WHAT IS NEEDED. Filter the records for lines holding the string "BTreeMap".

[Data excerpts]

--------------------------------

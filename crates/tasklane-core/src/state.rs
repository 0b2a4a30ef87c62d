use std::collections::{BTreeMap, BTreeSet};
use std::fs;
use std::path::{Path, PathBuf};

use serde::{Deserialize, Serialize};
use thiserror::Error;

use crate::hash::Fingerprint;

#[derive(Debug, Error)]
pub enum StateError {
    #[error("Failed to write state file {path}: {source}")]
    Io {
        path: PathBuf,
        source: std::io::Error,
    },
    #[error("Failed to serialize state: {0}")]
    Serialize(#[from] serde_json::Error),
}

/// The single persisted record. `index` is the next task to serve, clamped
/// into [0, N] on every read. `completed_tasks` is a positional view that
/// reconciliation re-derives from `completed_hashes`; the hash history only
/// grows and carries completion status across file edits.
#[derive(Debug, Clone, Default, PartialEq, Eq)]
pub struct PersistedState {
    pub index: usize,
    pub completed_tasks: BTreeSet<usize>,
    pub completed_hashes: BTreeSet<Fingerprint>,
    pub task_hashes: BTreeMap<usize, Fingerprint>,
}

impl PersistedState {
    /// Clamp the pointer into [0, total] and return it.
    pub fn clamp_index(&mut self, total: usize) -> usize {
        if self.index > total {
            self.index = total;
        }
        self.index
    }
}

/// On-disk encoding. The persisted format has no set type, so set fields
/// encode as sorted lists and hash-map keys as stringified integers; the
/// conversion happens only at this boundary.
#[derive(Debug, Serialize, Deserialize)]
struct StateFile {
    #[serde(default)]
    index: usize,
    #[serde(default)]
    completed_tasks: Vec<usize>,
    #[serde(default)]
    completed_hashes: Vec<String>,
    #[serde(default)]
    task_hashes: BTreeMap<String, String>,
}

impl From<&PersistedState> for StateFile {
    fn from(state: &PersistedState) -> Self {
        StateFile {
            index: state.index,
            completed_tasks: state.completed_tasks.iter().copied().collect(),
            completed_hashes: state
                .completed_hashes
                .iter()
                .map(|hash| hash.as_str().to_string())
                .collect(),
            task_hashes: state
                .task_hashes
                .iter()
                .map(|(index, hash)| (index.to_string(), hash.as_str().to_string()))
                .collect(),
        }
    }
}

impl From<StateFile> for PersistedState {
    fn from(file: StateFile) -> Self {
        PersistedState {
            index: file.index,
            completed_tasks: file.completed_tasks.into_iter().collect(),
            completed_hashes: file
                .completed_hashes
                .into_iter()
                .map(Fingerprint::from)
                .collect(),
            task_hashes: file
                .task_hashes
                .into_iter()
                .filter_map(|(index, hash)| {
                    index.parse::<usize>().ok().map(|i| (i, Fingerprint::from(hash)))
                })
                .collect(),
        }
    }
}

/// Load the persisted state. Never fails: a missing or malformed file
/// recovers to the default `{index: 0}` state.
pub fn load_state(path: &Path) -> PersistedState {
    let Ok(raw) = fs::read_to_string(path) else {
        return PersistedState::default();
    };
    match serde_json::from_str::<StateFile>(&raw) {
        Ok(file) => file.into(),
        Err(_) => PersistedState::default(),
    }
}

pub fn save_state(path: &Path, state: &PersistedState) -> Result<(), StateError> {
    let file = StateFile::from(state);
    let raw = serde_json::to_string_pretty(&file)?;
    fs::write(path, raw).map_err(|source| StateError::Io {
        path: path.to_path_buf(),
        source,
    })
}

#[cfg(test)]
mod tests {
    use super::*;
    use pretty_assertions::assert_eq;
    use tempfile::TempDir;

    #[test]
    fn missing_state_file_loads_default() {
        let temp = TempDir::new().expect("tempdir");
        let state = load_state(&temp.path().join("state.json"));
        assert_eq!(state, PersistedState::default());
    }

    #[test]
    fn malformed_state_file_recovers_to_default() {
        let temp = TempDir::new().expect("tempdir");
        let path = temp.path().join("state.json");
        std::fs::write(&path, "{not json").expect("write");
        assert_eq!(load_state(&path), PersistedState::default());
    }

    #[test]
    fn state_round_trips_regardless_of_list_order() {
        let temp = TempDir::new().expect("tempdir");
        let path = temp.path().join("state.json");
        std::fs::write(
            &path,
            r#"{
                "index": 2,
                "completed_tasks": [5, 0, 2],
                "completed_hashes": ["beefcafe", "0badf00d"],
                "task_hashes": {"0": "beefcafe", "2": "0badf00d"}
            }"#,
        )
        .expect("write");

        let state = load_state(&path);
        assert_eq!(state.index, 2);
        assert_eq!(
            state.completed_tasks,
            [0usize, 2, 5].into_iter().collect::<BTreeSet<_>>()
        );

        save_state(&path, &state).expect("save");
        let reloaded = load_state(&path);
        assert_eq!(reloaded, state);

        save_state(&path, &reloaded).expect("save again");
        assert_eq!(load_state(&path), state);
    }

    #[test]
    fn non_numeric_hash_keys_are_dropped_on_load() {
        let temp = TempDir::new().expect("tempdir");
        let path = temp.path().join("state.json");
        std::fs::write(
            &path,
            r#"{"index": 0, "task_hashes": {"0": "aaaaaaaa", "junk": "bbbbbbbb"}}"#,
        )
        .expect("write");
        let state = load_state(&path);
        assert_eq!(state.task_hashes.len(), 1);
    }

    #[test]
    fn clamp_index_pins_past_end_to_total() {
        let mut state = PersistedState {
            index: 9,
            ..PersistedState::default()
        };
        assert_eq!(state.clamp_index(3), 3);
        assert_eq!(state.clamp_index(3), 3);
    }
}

--------------------------------

ANSWER.
use std::collections::{BTreeMap, BTreeSet};
    pub task_hashes: BTreeMap<usize, Fingerprint>,
    task_hashes: BTreeMap<String, String>,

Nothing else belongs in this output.